Sir2 NAD-dependent deacetylases connect transcription, metabolism, and aging in a wide variety of organisms. Increasing the dosage or activity of Sir2 extends lifespan in yeast, worms, and flies. While it is not yet known whether Sir2 similarly regulates aging and longevity in mammals, the Sir2 ortholog, Sirt1/Sir2alpha, has been shown to regulate metabolism in response to nutrient availability in a variety of cell types and tissues. In response to fasting, Sirt1 promotes fat mobilization in adipocytes and glucose production in hepatocytes. Because pancreatic beta cells maintain glucose homeostasis by sensing and responding to an organism's nutritional status, we hypothesized that Sirt1 also plays an important role in the regulation of pancreatic beta cell function.; I have shown that an increased dosage of Sirt1 in pancreatic beta cells enhances glucose-stimulated insulin secretion and improves glucose tolerance in beta cell-specific Sir t1-overexpressing (BESTO) transgenic mice. Pancreatic perfusion experiments further demonstrate that Sirt1 enhances insulin secretion in response to glucose and potassium chloride stimulation. Microarray analyses comparing Sirt1-overexpressing and Sirt1-knockdown pancreatic beta cell lines reveal that Sirt1 regulates the expression of several genes involved in insulin secretion, including uncoupling protein 2 (Ucp2). Ucp2 levels are similarly reduced in isolated BESTO islets, and consistent with a reduction in Ucp2, ATP levels and glucose-stimulated insulin secretion are increased in BESTO islets. Additionally, BESTO mice fed a Western-style high fat diet retain their improved glucose tolerance compared to controls, suggesting that Sirt1 might be a potential therapeutic target for type 2 diabetes.
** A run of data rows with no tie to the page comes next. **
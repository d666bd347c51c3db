//! Query-string state for the dashboard page.
//!
//! The whole dashboard is driven by URL parameters so that filtered, sorted,
//! and paginated views can be bookmarked and shared. [DashboardQuery] is both
//! the extractor target and the URL encoder used to build links from
//! already-normalized values.

use serde::{Deserialize, Serialize};
use time::Date;

use crate::{
    endpoints,
    pagination::{DEFAULT_PER_PAGE, PER_PAGE_OPTIONS, normalize_per_page},
    table::SortDirection,
    transaction::parse_purchase_date,
};

/// The dashboard tab being viewed.
#[derive(Debug, Clone, Copy, Default, PartialEq, Eq, Serialize, Deserialize)]
#[serde(rename_all = "kebab-case")]
pub enum Tab {
    /// The enriched transactions table.
    #[default]
    Transactions,
    /// Reward points grouped by customer and month.
    MonthlyRewards,
    /// Reward points totalled per customer.
    TotalRewards,
}

impl Tab {
    /// All tabs in display order.
    pub const ALL: [Tab; 3] = [Tab::Transactions, Tab::MonthlyRewards, Tab::TotalRewards];

    /// The label shown on the tab bar.
    pub fn label(self) -> &'static str {
        match self {
            Tab::Transactions => "Transactions",
            Tab::MonthlyRewards => "Monthly Rewards",
            Tab::TotalRewards => "Total Rewards",
        }
    }

    /// The value this tab serializes to in query strings.
    pub(crate) fn as_query_value(self) -> &'static str {
        match self {
            Tab::Transactions => "transactions",
            Tab::MonthlyRewards => "monthly-rewards",
            Tab::TotalRewards => "total-rewards",
        }
    }

    /// The route serving this tab's table fragment.
    pub(crate) fn partial_route(self) -> &'static str {
        match self {
            Tab::Transactions => endpoints::TRANSACTIONS_PARTIAL,
            Tab::MonthlyRewards => endpoints::MONTHLY_REWARDS_PARTIAL,
            Tab::TotalRewards => endpoints::TOTAL_REWARDS_PARTIAL,
        }
    }

    /// The column field ids this tab's table accepts in filter and sort
    /// parameters.
    pub(crate) fn filter_fields(self) -> &'static [&'static str] {
        match self {
            Tab::Transactions => &[
                "transactionId",
                "customerId",
                "customerName",
                "purchaseDate",
                "productPurchased",
                "price",
                "rewardPoints",
            ],
            Tab::MonthlyRewards => &["customerId", "name", "month", "year", "points"],
            Tab::TotalRewards => &["name", "totalPoints"],
        }
    }
}

/// The full state of the dashboard as carried in the URL.
///
/// Every field is optional so that partial URLs deserialize cleanly. Column
/// filters use an `f.` prefix to keep them apart from the filter bar
/// parameters, e.g. `f.name` filters the monthly rewards name column while
/// `name` is the customer search box.
#[derive(Debug, Clone, Default, PartialEq, Serialize, Deserialize)]
pub struct DashboardQuery {
    /// The dataset file the dashboard is reading from.
    #[serde(skip_serializing_if = "Option::is_none")]
    pub dataset: Option<String>,
    /// The active tab.
    #[serde(skip_serializing_if = "Option::is_none")]
    pub tab: Option<Tab>,
    /// Customer name search from the filter bar.
    #[serde(skip_serializing_if = "Option::is_none")]
    pub name: Option<String>,
    /// Start of the purchase date range from the filter bar.
    #[serde(skip_serializing_if = "Option::is_none")]
    pub from: Option<String>,
    /// End of the purchase date range from the filter bar.
    #[serde(skip_serializing_if = "Option::is_none")]
    pub to: Option<String>,
    /// The column field id the active table is sorted by.
    #[serde(skip_serializing_if = "Option::is_none")]
    pub sort: Option<String>,
    /// The sort direction, only meaningful alongside `sort`.
    #[serde(skip_serializing_if = "Option::is_none")]
    pub dir: Option<SortDirection>,
    /// The current table page, starting from 1.
    #[serde(skip_serializing_if = "Option::is_none")]
    pub page: Option<usize>,
    /// Rows shown per table page.
    #[serde(rename = "perPage", skip_serializing_if = "Option::is_none")]
    pub per_page: Option<usize>,
    /// Column filter on the transaction id.
    #[serde(rename = "f.transactionId", skip_serializing_if = "Option::is_none")]
    pub transaction_id_filter: Option<String>,
    /// Column filter on the customer id.
    #[serde(rename = "f.customerId", skip_serializing_if = "Option::is_none")]
    pub customer_id_filter: Option<String>,
    /// Column filter on the customer name in the transactions table.
    #[serde(rename = "f.customerName", skip_serializing_if = "Option::is_none")]
    pub customer_name_filter: Option<String>,
    /// Column filter on the purchase date.
    #[serde(rename = "f.purchaseDate", skip_serializing_if = "Option::is_none")]
    pub purchase_date_filter: Option<String>,
    /// Column filter on the product.
    #[serde(rename = "f.productPurchased", skip_serializing_if = "Option::is_none")]
    pub product_filter: Option<String>,
    /// Column filter on the price.
    #[serde(rename = "f.price", skip_serializing_if = "Option::is_none")]
    pub price_filter: Option<String>,
    /// Column filter on the reward points earned by a transaction.
    #[serde(rename = "f.rewardPoints", skip_serializing_if = "Option::is_none")]
    pub reward_points_filter: Option<String>,
    /// Column filter on the customer name in the rewards tables.
    #[serde(rename = "f.name", skip_serializing_if = "Option::is_none")]
    pub name_filter: Option<String>,
    /// Column filter on the month name.
    #[serde(rename = "f.month", skip_serializing_if = "Option::is_none")]
    pub month_filter: Option<String>,
    /// Column filter on the year.
    #[serde(rename = "f.year", skip_serializing_if = "Option::is_none")]
    pub year_filter: Option<String>,
    /// Column filter on the monthly points.
    #[serde(rename = "f.points", skip_serializing_if = "Option::is_none")]
    pub points_filter: Option<String>,
    /// Column filter on the total points.
    #[serde(rename = "f.totalPoints", skip_serializing_if = "Option::is_none")]
    pub total_points_filter: Option<String>,
}

impl DashboardQuery {
    /// The active tab, defaulting to transactions.
    pub fn active_tab(&self) -> Tab {
        self.tab.unwrap_or_default()
    }

    /// The selected dataset name.
    pub fn dataset_name(&self) -> &str {
        self.dataset.as_deref().unwrap_or_default()
    }

    /// The customer name search, if one is set.
    pub fn name_search(&self) -> Option<&str> {
        self.name.as_deref()
    }

    /// The parsed start of the purchase date range.
    pub fn from_date(&self) -> Option<Date> {
        self.from.as_deref().and_then(parse_purchase_date)
    }

    /// The parsed end of the purchase date range.
    pub fn to_date(&self) -> Option<Date> {
        self.to.as_deref().and_then(parse_purchase_date)
    }

    /// The current page, starting from 1.
    pub fn current_page(&self) -> usize {
        self.page.unwrap_or(1).max(1)
    }

    /// The rows shown per page, falling back to the default for values
    /// outside the offered options.
    pub fn rows_per_page(&self) -> usize {
        normalize_per_page(self.per_page)
    }

    /// The sort key for the table engine.
    pub(crate) fn sort_for_table(&self) -> Option<(&str, SortDirection)> {
        self.sort
            .as_deref()
            .map(|field| (field, self.dir.unwrap_or_default()))
    }

    /// The column filters that apply to the active tab, skipping blanks.
    pub(crate) fn active_filters(&self) -> Vec<(&'static str, String)> {
        self.active_tab()
            .filter_fields()
            .iter()
            .filter_map(|field| {
                self.filter_value(field)
                    .filter(|value| !value.trim().is_empty())
                    .map(|value| (*field, value.to_owned()))
            })
            .collect()
    }

    /// The current filter text for a column field id.
    pub(crate) fn filter_value(&self, field: &str) -> Option<&str> {
        let value = match field {
            "transactionId" => &self.transaction_id_filter,
            "customerId" => &self.customer_id_filter,
            "customerName" => &self.customer_name_filter,
            "purchaseDate" => &self.purchase_date_filter,
            "productPurchased" => &self.product_filter,
            "price" => &self.price_filter,
            "rewardPoints" => &self.reward_points_filter,
            "name" => &self.name_filter,
            "month" => &self.month_filter,
            "year" => &self.year_filter,
            "points" => &self.points_filter,
            "totalPoints" => &self.total_points_filter,
            _ => &None,
        };

        value.as_deref()
    }

    fn filter_slots(&mut self) -> [(&'static str, &mut Option<String>); 12] {
        [
            ("transactionId", &mut self.transaction_id_filter),
            ("customerId", &mut self.customer_id_filter),
            ("customerName", &mut self.customer_name_filter),
            ("purchaseDate", &mut self.purchase_date_filter),
            ("productPurchased", &mut self.product_filter),
            ("price", &mut self.price_filter),
            ("rewardPoints", &mut self.reward_points_filter),
            ("name", &mut self.name_filter),
            ("month", &mut self.month_filter),
            ("year", &mut self.year_filter),
            ("points", &mut self.points_filter),
            ("totalPoints", &mut self.total_points_filter),
        ]
    }

    /// Rewrite the query into its canonical form.
    ///
    /// Defaults are made explicit for the dataset and the tab, while
    /// everything else is omitted when it matches its default: blank text is
    /// dropped, dates that do not parse are dropped, sort fields that do not
    /// belong to the active tab are dropped, page 1 and the default page size
    /// are dropped, and column filters for other tabs are dropped.
    ///
    /// Canonical queries are a fixed point of this function, which is what
    /// makes redirecting to the canonical URL safe.
    pub(crate) fn canonicalized(mut self, default_dataset: &str) -> Self {
        self.dataset =
            normalize_text(self.dataset).or_else(|| Some(default_dataset.to_owned()));
        let tab = self.active_tab();
        self.tab = Some(tab);

        self.name = normalize_text(self.name);
        self.from = normalize_date(self.from);
        self.to = normalize_date(self.to);

        self.sort = self
            .sort
            .filter(|field| tab.filter_fields().contains(&field.as_str()));
        self.dir = self.sort.as_ref().map(|_| self.dir.unwrap_or_default());

        self.page = self.page.filter(|page| *page > 1);
        self.per_page = self.per_page.filter(|per_page| {
            PER_PAGE_OPTIONS.contains(per_page) && *per_page != DEFAULT_PER_PAGE
        });

        for (field, slot) in self.filter_slots() {
            *slot = if tab.filter_fields().contains(&field) {
                normalize_text(slot.take())
            } else {
                None
            };
        }

        self
    }

    /// The query for another tab, with the table state reset but the filter
    /// bar kept.
    pub(crate) fn with_tab(&self, tab: Tab) -> Self {
        Self {
            dataset: self.dataset.clone(),
            tab: Some(tab),
            name: self.name.clone(),
            from: self.from.clone(),
            to: self.to.clone(),
            ..Self::default()
        }
    }

    /// The query for another page of the same table.
    pub(crate) fn with_page(&self, page: usize) -> Self {
        let mut query = self.clone();
        query.page = (page > 1).then_some(page);
        query
    }

    /// The query sorted by the given column.
    ///
    /// Clicking the column that is already sorted flips the direction,
    /// clicking any other column starts an ascending sort.
    pub(crate) fn with_sort(&self, field: &str) -> Self {
        let mut query = self.clone();
        if query.sort.as_deref() == Some(field) {
            query.dir = Some(query.dir.unwrap_or_default().toggled());
        } else {
            query.sort = Some(field.to_owned());
            query.dir = Some(SortDirection::Asc);
        }
        query
    }

    /// The URL that table inputs send their requests to.
    ///
    /// Only the dataset and the tab are baked into the URL. Sort, direction,
    /// page size, and every filter travel as form values instead, and the
    /// page resets to 1 whenever an input changes.
    pub(crate) fn input_url(&self, route: &str) -> String {
        Self {
            dataset: self.dataset.clone(),
            tab: Some(self.active_tab()),
            ..Self::default()
        }
        .to_url(route)
    }

    /// Encode the query as a URL query string.
    pub fn to_query_string(&self) -> String {
        serde_urlencoded::to_string(self).unwrap_or_else(|error| {
            tracing::error!("could not encode dashboard query: {error}");
            String::new()
        })
    }

    /// Encode the query as a full URL for the given route.
    pub fn to_url(&self, route: &str) -> String {
        format!("{route}?{}", self.to_query_string())
    }
}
Interestingly, as BESTO mice reach 18-24 months of age, the glucose-stimulated insulin secretion regulated by Sirt1 through repression of Ucp2 is blunted, while the Sirt1-mediated mechanism that acts downstream of beta cell depolarization to promote insulin secretion remains intact to some extent. Because Sirt1 expression remains high in the aged BESTO mice, these results suggest that Sirt1 activity is reduced as the BESTO mice reach advanced ages. Further understanding of the precise mechanisms by which Sirt1 regulates insulin secretion with age might provide insight into the development of therapeutic interventions for type 2 diabetes and other age-related metabolic disorders.